I remember that her birth day was hectic. We had what we thought was a routine check-up with the obstetrician in the morning, however, we were told that Maya was entering into distress and would need to be delivered later that day. Because of her unrelated condition, Maya was delivered by c-section and was immediately whisked away to be evaluated by the pediatricians before her surgery. This part wasn't a surprise as Suzette and I had planned that I would accompany Maya to the surgery while Suzette went to post-op recovery.

As the doctors and nurses wheeled Maya to surgery, I realized that despite all of my planning, I hadn't planned for the reality that because of the c-section and need for immediate surgery, Maya had been born and Suzette hadn't seen her (Suzette heard her cry, but had not seen her).  A wave of panic hit me and I begged the doctors and nurses to not take Maya to surgery until I had returned with Suzette.

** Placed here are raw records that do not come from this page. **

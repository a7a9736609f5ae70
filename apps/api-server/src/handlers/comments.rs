//! Comment handlers: add, edit, delete.

use actix_web::{HttpResponse, web};
use uuid::Uuid;

use blog_core::access;
use blog_core::domain::Comment;
use blog_shared::dto::CommentRequest;

use crate::handlers::{post_detail_location, see_other};
use crate::middleware::auth::Identity;
use crate::middleware::error::{AppError, AppResult};
use crate::state::AppState;

/// POST /api/posts/{post_id}/comments - authenticated.
pub async fn add(
    state: web::Data<AppState>,
    identity: Identity,
    path: web::Path<Uuid>,
    body: web::Json<CommentRequest>,
) -> AppResult<HttpResponse> {
    let post_id = path.into_inner();
    let req = body.into_inner();

    if req.text.trim().is_empty() {
        return Err(AppError::Validation(vec![
            "text must not be empty".to_string(),
        ]));
    }

    let post = state
        .posts
        .find_by_id(post_id)
        .await?
        .ok_or_else(|| AppError::NotFound(format!("post {post_id} not found")))?;

    let comment = Comment::new(post.id, identity.user_id, req.text);
    let saved = state.comments.save(comment).await?;
    tracing::info!(comment_id = %saved.id, post_id = %post_id, "Comment added");

    Ok(see_other(post_detail_location(post_id)))
}

/// PUT /api/posts/{post_id}/comments/{comment_id} - comment author only.
pub async fn edit(
    state: web::Data<AppState>,
    identity: Identity,
    path: web::Path<(Uuid, Uuid)>,
    body: web::Json<CommentRequest>,
) -> AppResult<HttpResponse> {
    let (post_id, comment_id) = path.into_inner();
    let req = body.into_inner();

    if req.text.trim().is_empty() {
        return Err(AppError::Validation(vec![
            "text must not be empty".to_string(),
        ]));
    }

    let mut comment = resolve_comment(&state, post_id, comment_id).await?;
    access::require_author(comment.author_id, identity.user_id)?;

    comment.text = req.text;
    state.comments.save(comment).await?;
    tracing::info!(comment_id = %comment_id, "Comment updated");

    Ok(see_other(post_detail_location(post_id)))
}

/// DELETE /api/posts/{post_id}/comments/{comment_id} - comment author only.
pub async fn delete(
    state: web::Data<AppState>,
    identity: Identity,
    path: web::Path<(Uuid, Uuid)>,
) -> AppResult<HttpResponse> {
    let (post_id, comment_id) = path.into_inner();

    let comment = resolve_comment(&state, post_id, comment_id).await?;
    access::require_author(comment.author_id, identity.user_id)?;

    state.comments.delete(comment_id).await?;
    tracing::info!(comment_id = %comment_id, "Comment deleted");

    Ok(see_other(post_detail_location(post_id)))
}

/// A comment addressed under the wrong post is treated as missing.
async fn resolve_comment(
    state: &AppState,
    post_id: Uuid,
    comment_id: Uuid,
) -> Result<Comment, AppError> {
    let comment = state
        .comments
        .find_by_id(comment_id)
        .await?
        .filter(|c| c.post_id == post_id)
        .ok_or_else(|| AppError::NotFound(format!("comment {comment_id} not found")))?;

    Ok(comment)
}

I then took off running down the halls of the hospital, trying to find Suzette's room and someone to help me get her to Maya.

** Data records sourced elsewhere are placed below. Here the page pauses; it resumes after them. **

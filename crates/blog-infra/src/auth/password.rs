//! Argon2 password hashing implementation.

use argon2::{
    Argon2,
    password_hash::{PasswordHash, PasswordHasher, PasswordVerifier, SaltString, rand_core::OsRng},
};

use blog_core::ports::{AuthError, PasswordService};

/// Argon2-based password service.
pub struct Argon2PasswordService {
    argon2: Argon2<'static>,
}

impl Argon2PasswordService {
    pub fn new() -> Self {
        Self {
            argon2: Argon2::default(),
        }
    }
}

impl Default for Argon2PasswordService {
    fn default() -> Self {
        Self::new()
    }
}

impl PasswordService for Argon2PasswordService {
    fn hash(&self, password: &str) -> Result<String, AuthError> {
        let salt = SaltString::generate(&mut OsRng);

        self.argon2
            .hash_password(password.as_bytes(), &salt)
            .map(|h| h.to_string())
            .map_err(|e| AuthError::HashingError(e.to_string()))
    }

    fn verify(&self, password: &str, hash: &str) -> Result<bool, AuthError> {
        let parsed_hash =
            PasswordHash::new(hash).map_err(|e| AuthError::HashingError(e.to_string()))?;

        Ok(self
            .argon2
            .verify_password(password.as_bytes(), &parsed_hash)
            .is_ok())
    }
}

#[cfg(test)]
mod tests {
    use super::*;

    #[test]
    fn test_hash_and_verify() {
        let service = Argon2PasswordService::new();
        let password = "secure_password_123";

        let hash = service.hash(password).unwrap();
        assert!(service.verify(password, &hash).unwrap());
        assert!(!service.verify("wrong_password", &hash).unwrap());
    }
}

After much begging, I convinced a young intern to get Suzette out of bed, into a wheelchair and back to Maya. Luckily we found Maya, in an incubator and headed to the operating room.  Her surgeon, greeted us with a hearty smile and quickly agreed to give Suzette a few moments with Maya.  As I stood by the surgeon, and retold my tale of running around the hospital like a madman, he cracked a huge smile.  He then shared a bit of wisdom, and said, "There is nothing like the bond between a father and his daughter."

Little did I know.


At some point, many of us parents in the rare disease community swear a little oath. You have that moment, perhaps after your child has regressed a little too far or perhaps when you question why your family has been tasked to bear such a burden. You silently swear to yourself, that no matter what happens to your child, that you will find some way to make it easier for those families that follow in your footsteps.  In some ways, I think that I made the oath, because no matter what happens (good or bad), I don't want any of this to be in vain.

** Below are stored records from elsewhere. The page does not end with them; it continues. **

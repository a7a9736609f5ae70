//! Request ID middleware.
//!
//! Honors an incoming `X-Request-ID` header (from a client or load balancer)
//! and generates one otherwise. The ID is attached to the request's tracing
//! span and echoed on the response.

use actix_web::{
    Error,
    dev::{Service, ServiceRequest, ServiceResponse, Transform, forward_ready},
    http::header::{HeaderName, HeaderValue},
};
use std::future::{Future, Ready, ready};
use std::pin::Pin;
use tracing::Instrument;
use uuid::Uuid;

const REQUEST_ID_HEADER: &str = "X-Request-ID";

pub struct RequestIdMiddleware;

impl<S, B> Transform<S, ServiceRequest> for RequestIdMiddleware
where
    S: Service<ServiceRequest, Response = ServiceResponse<B>, Error = Error>,
    S::Future: 'static,
    B: 'static,
{
    type Response = ServiceResponse<B>;
    type Error = Error;
    type Transform = RequestIdService<S>;
    type InitError = ();
    type Future = Ready<Result<Self::Transform, Self::InitError>>;

    fn new_transform(&self, service: S) -> Self::Future {
        ready(Ok(RequestIdService { service }))
    }
}

pub struct RequestIdService<S> {
    service: S,
}

impl<S, B> Service<ServiceRequest> for RequestIdService<S>
where
    S: Service<ServiceRequest, Response = ServiceResponse<B>, Error = Error>,
    S::Future: 'static,
    B: 'static,
{
    type Response = ServiceResponse<B>;
    type Error = Error;
    type Future = Pin<Box<dyn Future<Output = Result<Self::Response, Self::Error>>>>;

    forward_ready!(service);

    fn call(&self, req: ServiceRequest) -> Self::Future {
        let request_id = req
            .headers()
            .get(REQUEST_ID_HEADER)
            .and_then(|v| v.to_str().ok())
            .map(String::from)
            .unwrap_or_else(|| Uuid::new_v4().to_string());

        let span = tracing::info_span!("request", request_id = %request_id);

        let fut = self.service.call(req);

        Box::pin(
            async move {
                let mut res = fut.await?;

                res.headers_mut().insert(
                    HeaderName::from_static("x-request-id"),
                    HeaderValue::from_str(&request_id)
                        .unwrap_or_else(|_| HeaderValue::from_static("unknown")),
                );

                Ok(res)
            }
            .instrument(span),
        )
    }
}
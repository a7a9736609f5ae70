//! Observability module - tracing and request IDs.

mod request_id;

pub use request_id::RequestIdMiddleware;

Last month, after we returned to our hotel room in Columbus, recovering from the 48hrs in the hospital for Maya's first infusion, Suzette, Maya and I sprawled out on couches, beds and chairs.  We all just needed a couple of hours to recover.  I was staring at my phone, catching up on email and I came across a message titled "SCAR7 Diagnosis".  It was a note from a mom who had a 14 year old son who was diagnosed with SCAR7.  His geneticist had found our blog and passed along a printout and links.

I immediately gave the mom a call and during a thirty minute conversation, shared two and a half years worth of knowledge and understanding.  I then followed up with articles and introductions to Maya's doctors.

This young boy, represents our 21st person who is similar to Maya.  However, he is the first (and hopefully not the last) to have found us due to our #FightingForMaya work.

That moment and conversation meant a lot.


As of this week:

- We have sold over 900 #FightingForMaya shirts;

-Raised over $13,000 from shirts alone;

-Over 600 people have either made a contribution directly to the SCAR7 research project at Texas Children's or bought a shirt;

-The FightingForMaya blog has been viewed over 18,000 times;

-We are six thousand dollars shy of hitting our year end goal of raising $100,000 of the $200,000 for the SCAR7 research project at Texas Children's Hospital.


Our year end ask, is that you consider making a donation to the SCAR7 research project at Texas Children's.  Be this your first, second or tenth, we ask that you make another donation to help push us over the half way mark. This research project is so important in developing a targeted treatment for SCAR7 and expanding the understanding of this disorder.  We are close!!!


Finally, I want you to know that Maya is doing well.  We are very fortunate to have her in the program at Nationwide Children's Hospital, Columbus and we make the trip every two weeks for her infusions.  Based on the published data, we can reasonably expect the progression to be slowed or stopped.  We hope and pray that over time, Maya will see some improvement.

As I have written many times, Maya (and our family have been showered with love and support). From tiny to mighty gestures, we have been so very fortunate.

In closing, we want to share a beautiful message that Maya received earlier this year (see below video).  It is one of many heartfelt messages (and we may share more), but we thought that we would share this one at this time. Thank you, Steve and Chris.

Thank you for reading and for your continued love and support,


1 comment:

  1. We love you so much Maya! I couldn't be more prod of how strong you are and I am so proud of all of the amazing work your parents are doing for the whole rare disease community. Hope to see your sweet smile soon!